Analog Man (Fantasy)
By Brian Arsenault
Ah, Joe Walsh. You expect big guitar riffs and he doesn’t disappoint. This is a guy who doesn’t need to be anything other than a rock ‘n roll guitarist so you get authenticity, veracity, even tenacity.
You expect humorous, sometimes ironic lyrics. He doesn’t disappoint even if you also get some sentimentality but, hey, who needs consistency let alone obscurity.
For a while this album seems to be pretty much the Joe Walsh/Jeff Lynne (yes, ELO and The Traveling Wilburys‘ Jeff Lynne) as Lynne produces and plays whatever Walsh doesn’t. But look, here comes Ringo on drums for a song and Crosby and Nash (but no Stills) doing backup vocals on another.
But make no mistake this is not a Ringo’s All Star band or big name collaborative album. It is Joe Walsh throughout.

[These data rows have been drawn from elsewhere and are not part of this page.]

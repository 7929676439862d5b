//! Raw key-value stores underneath the typed [`Database`](super::Database).

use crate::{
    constants::IDEAL_BATCH_SIZE,
    db::error::{
        DatabaseError,
        DatabaseResult,
    },
};
use parking_lot::{
    Mutex,
    RwLock,
};
use std::{
    collections::BTreeMap,
    path::Path,
    sync::Arc,
};

/// Storage backend of a key-value store.
enum StoreBackend {
    /// Ephemeral ordered map. Data is lost when the store is dropped.
    InMemory { map: RwLock<BTreeMap<Vec<u8>, Vec<u8>>> },
    /// Persistent sled database. The handle is not `Sync`, so every access
    /// goes through the mutex.
    Sled { db: Mutex<Box<sled::Db>> },
}

/// Cheaply clonable handle to a key-value store.
#[derive(Clone)]
pub struct KeyValueStore {
    backend: Arc<StoreBackend>,
}

impl std::fmt::Debug for KeyValueStore {
    fn fmt(&self, f: &mut std::fmt::Formatter<'_>) -> std::fmt::Result {
        let backend = match self.backend.as_ref() {
            StoreBackend::InMemory { .. } => "InMemory",
            StoreBackend::Sled { .. } => "Sled",
        };
        f.debug_struct("KeyValueStore")
            .field("backend", &backend)
            .finish()
    }
}

impl KeyValueStore {
    pub fn new_in_memory() -> Self {
        Self {
            backend: Arc::new(StoreBackend::InMemory {
                map: RwLock::new(BTreeMap::new()),
            }),
        }
    }

    pub fn open_sled(path: impl AsRef<Path>) -> DatabaseResult<Self> {
        let db = sled::Config::new()
            .path(path.as_ref())
            .open()
            .map_err(DatabaseError::SledError)?;
        Ok(Self {
            backend: Arc::new(StoreBackend::Sled {
                db: Mutex::new(Box::new(db)),
            }),
        })
    }

    pub fn is_in_memory(&self) -> bool {
        matches!(self.backend.as_ref(), StoreBackend::InMemory { .. })
    }

    pub fn get(&self, key: &[u8]) -> DatabaseResult<Option<Vec<u8>>> {
        match self.backend.as_ref() {
            StoreBackend::InMemory { map } => Ok(map.read().get(key).cloned()),
            StoreBackend::Sled { db } => {
                db.lock()
                    .get(key)
                    .map(|value| value.map(|value| value.to_vec()))
                    .map_err(DatabaseError::SledError)
            }
        }
    }

    pub fn has(&self, key: &[u8]) -> DatabaseResult<bool> {
        match self.backend.as_ref() {
            StoreBackend::InMemory { map } => Ok(map.read().contains_key(key)),
            StoreBackend::Sled { db } => db.lock().contains_key(key).map_err(DatabaseError::SledError),
        }
    }

    pub fn put(&self, key: &[u8], value: &[u8]) -> DatabaseResult {
        match self.backend.as_ref() {
            StoreBackend::InMemory { map } => {
                map.write().insert(key.to_vec(), value.to_vec());
                Ok(())
            }
            StoreBackend::Sled { db } => {
                db.lock()
                    .insert(key.to_vec(), value.to_vec())
                    .map_err(DatabaseError::SledError)?;
                Ok(())
            }
        }
    }

    pub fn delete(&self, key: &[u8]) -> DatabaseResult {
        match self.backend.as_ref() {
            StoreBackend::InMemory { map } => {
                map.write().remove(key);
                Ok(())
            }
            StoreBackend::Sled { db } => {
                db.lock().remove(key).map_err(DatabaseError::SledError)?;
                Ok(())
            }
        }
    }

    /// All entries whose key starts with `prefix`, in key order.
    pub fn iter_prefix(&self, prefix: &[u8]) -> DatabaseResult<Vec<(Vec<u8>, Vec<u8>)>> {
        match self.backend.as_ref() {
            StoreBackend::InMemory { map } => {
                Ok(map
                    .read()
                    .range(prefix.to_vec()..)
                    .take_while(|(key, _)| key.starts_with(prefix))
                    .map(|(key, value)| (key.clone(), value.clone()))
                    .collect())
            }
            StoreBackend::Sled { db } => {
                db.lock()
                    .scan_prefix(prefix)
                    .map(|entry| {
                        entry
                            .map(|(key, value)| (key.to_vec(), value.to_vec()))
                            .map_err(DatabaseError::SledError)
                    })
                    .collect()
            }
        }
    }

    /// Applies the batch atomically.
    pub fn write(&self, batch: &Batch) -> DatabaseResult {
        match self.backend.as_ref() {
            StoreBackend::InMemory { map } => {
                let mut map = map.write();
                for op in &batch.ops {
                    match op {
                        BatchOp::Put(key, value) => {
                            map.insert(key.clone(), value.clone());
                        }
                        BatchOp::Delete(key) => {
                            map.remove(key);
                        }
                    }
                }
                Ok(())
            }
            StoreBackend::Sled { db } => {
                let mut sled_batch = sled::Batch::default();
                for op in &batch.ops {
                    match op {
                        BatchOp::Put(key, value) => sled_batch.insert(key.clone(), value.clone()),
                        BatchOp::Delete(key) => sled_batch.remove(key.clone()),
                    }
                }
                db.lock().apply_batch(sled_batch).map_err(DatabaseError::SledError)
            }
        }
    }

    pub fn flush(&self) -> DatabaseResult {
        match self.backend.as_ref() {
            StoreBackend::InMemory { .. } => Ok(()),
            StoreBackend::Sled { db } => {
                db.lock().flush().map_err(DatabaseError::SledError)?;
                Ok(())
            }
        }
    }
}

#[derive(Debug, Clone)]
enum BatchOp {
    Put(Vec<u8>, Vec<u8>),
    Delete(Vec<u8>),
}

/// Which store of the [`Database`](super::Database) a batch is written to.
#[derive(Debug, Clone, Copy, PartialEq, Eq)]
pub enum BatchTarget {
    /// Headers, bodies, receipts, lookups and metadata.
    Chain,
    /// Trie nodes and contract code. Routed to the migration target while a
    /// state migration is running.
    StateTrie,
}

/// Write-only batch accumulating puts and deletes with their byte size.
#[derive(Debug, Clone)]
pub struct Batch {
    target: BatchTarget,
    ops: Vec<BatchOp>,
    size: usize,
}

impl Batch {
    pub fn new(target: BatchTarget) -> Self {
        Self {
            target,
            ops: Vec::new(),
            size: 0,
        }
    }

    pub fn target(&self) -> BatchTarget {
        self.target
    }

    pub fn put(&mut self, key: Vec<u8>, value: Vec<u8>) {
        self.size += key.len() + value.len();
        self.ops.push(BatchOp::Put(key, value));
    }

    pub fn delete(&mut self, key: Vec<u8>) {
        self.size += key.len();
        self.ops.push(BatchOp::Delete(key));
    }

    /// Pending bytes.
    pub fn value_size(&self) -> usize {
        self.size
    }

    pub fn is_empty(&self) -> bool {
        self.ops.is_empty()
    }

    pub fn len(&self) -> usize {
        self.ops.len()
    }

    pub fn reset(&mut self) {
        self.ops.clear();
        self.size = 0;
    }

    pub fn over_threshold(&self) -> bool {
        self.size >= IDEAL_BATCH_SIZE
    }
}

#[cfg(test)]
mod tests {
    use super::*;

    fn exercise(store: &KeyValueStore) {
        store.put(b"a1", b"one").unwrap();
        store.put(b"a2", b"two").unwrap();
        store.put(b"b1", b"three").unwrap();
        assert_eq!(store.get(b"a1").unwrap(), Some(b"one".to_vec()));
        assert!(store.has(b"b1").unwrap());

        let entries = store.iter_prefix(b"a").unwrap();
        assert_eq!(entries.len(), 2, "prefix scan must not leak into other prefixes");

        let mut batch = Batch::new(BatchTarget::Chain);
        batch.put(b"c1".to_vec(), b"four".to_vec());
        batch.delete(b"a1".to_vec());
        assert_eq!(batch.value_size(), 2 + 4 + 2);
        store.write(&batch).unwrap();
        assert_eq!(store.get(b"a1").unwrap(), None);
        assert_eq!(store.get(b"c1").unwrap(), Some(b"four".to_vec()));
    }

    #[test]
    fn in_memory_store() {
        exercise(&KeyValueStore::new_in_memory());
    }

    #[test]
    fn sled_store() {
        let dir = tempfile::tempdir().unwrap();
        let store = KeyValueStore::open_sled(dir.path().join("kv")).unwrap();
        exercise(&store);
        store.flush().unwrap();
    }

    #[test]
    fn sled_store_is_shared_across_threads() {
        let dir = tempfile::tempdir().unwrap();
        let store = KeyValueStore::open_sled(dir.path().join("kv")).unwrap();
        let handles: Vec<_> = (0u8..4)
            .map(|writer| {
                let store = store.clone();
                std::thread::spawn(move || {
                    for i in 0u8..16 {
                        store.put(&[writer, i], &[i]).unwrap();
                    }
                })
            })
            .collect();
        for handle in handles {
            handle.join().unwrap();
        }
        for writer in 0u8..4 {
            assert_eq!(store.iter_prefix(&[writer]).unwrap().len(), 16);
        }
    }

    #[test]
    fn batch_threshold() {
        let mut batch = Batch::new(BatchTarget::StateTrie);
        assert!(!batch.over_threshold());
        batch.put(vec![0; 32], vec![0; IDEAL_BATCH_SIZE]);
        assert!(batch.over_threshold());
        batch.reset();
        assert!(batch.is_empty());
    }
}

Did I mention the big guitar riffs?
The album has just been released — first in vinyl with CD to follow. Walsh may be an Analog Man but he’s no fool. He knows that turntable stereos are secreted away by some of us other analogs like short-wave radios hidden by the French Resistance.

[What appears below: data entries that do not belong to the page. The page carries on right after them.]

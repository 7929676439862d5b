//! In-memory trie node cache with reference counting.
//!
//! Freshly committed trie nodes are kept in memory ("dirty") until the state
//! they belong to is either dereferenced by the GC loop, flushed by
//! [`NodeDatabase::cap`], or persisted by [`NodeDatabase::commit`].
//!
//! Dirty nodes form an insertion-ordered flush list. `cap` writes nodes from
//! the oldest end, which keeps children on disk before their parents.

use crate::{
    constants::{
        IDEAL_BATCH_SIZE,
        MIB,
        PREIMAGE_FLUSH_THRESHOLD,
    },
    db::{
        BatchTarget,
        Database,
        DatabaseResult,
    },
    metrics,
    state::node::NodeSet,
};
use alloy_primitives::B256;
use moka::sync::Cache;
use parking_lot::{
    RawRwLock,
    RwLock,
    lock_api::ArcRwLockReadGuard,
};
use std::{
    collections::HashMap,
    sync::Arc,
    time::Instant,
};
use tracing::{
    debug,
    error,
    info,
    instrument,
};

/// Bookkeeping overhead of a dirty node: the two flush-list links.
const FLUSH_LINKS_SIZE: usize = 2 * 32;

/// Read guard preventing the GC loop from dereferencing nodes.
pub type GcReadGuard = ArcRwLockReadGuard<RawRwLock, ()>;

#[derive(Debug, Clone)]
struct DirtyNode {
    blob: Arc<[u8]>,
    /// Hashed nodes referenced by the encoding itself.
    structural: Vec<B256>,
    /// References added through [`NodeDatabase::reference`].
    external: HashMap<B256, u32>,
    parents: u32,
    flush_prev: B256,
    flush_next: B256,
}

impl DirtyNode {
    fn size(&self) -> usize {
        self.blob.len()
    }

    fn children(&self) -> impl Iterator<Item = B256> + '_ {
        self.structural
            .iter()
            .copied()
            .chain(self.external.keys().copied())
    }
}

/// Dirty node set. `B256::ZERO` is the meta-root that anchors every live
/// state root and doubles as the null link of the flush list.
#[derive(Debug)]
struct Dirties {
    nodes: HashMap<B256, DirtyNode>,
    oldest: B256,
    newest: B256,
    nodes_size: usize,
    preimages: HashMap<B256, Vec<u8>>,
    preimages_size: usize,
    gc_nodes: u64,
    gc_size: usize,
    flush_nodes: u64,
    flush_size: usize,
}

The vinyl package even includes a card good for “a free 24 bit 96 KHZ high resolution audio download.” Proud to say I don’t know what hardly any of that means and if Joe doesn’t either he at least knows that you need it.
If it were still possible for a simply good rocker to be a hit single (please tell me it is), “One Day at a Time” would have a real shot even if it is a bit of a lament for hard living older guys. Did I mention the big guitar licks? An infectious toe tapper for those no longer able to dance the night away.
“Spanish Dancer” might also manage radio play. A neat tribute to a woman who can entrance with a dance, it’s the surprise delight of the album. Oh, and some big guitar licks.
“Band Played On” seems a little George Harrison in instrumentation and lyrical stylings. Probably no mistake that Ringo shows up on this track. Note that I am not mentioning the big guitar licks.
“Funk 50” is, well, funky and “India” is almost completely big guitar licks.
And there are even words to live by. On “Lucky That Way”, Walsh intones “if you just act like you know what you’re doing . . . everybody thinks that you do.” That’s a pretty good description of my meandering so-called professional life and that of many others. I also know the converse to be true: that almost nobody knows, so acting like you do is a necessity.
This is not a long album, nor a dreaded “concept” album. And almost nothing, thank goodness, sounds like the Eagles. There are some recurring themes but it’s mostly just good rock done by an old, make that veteran, master.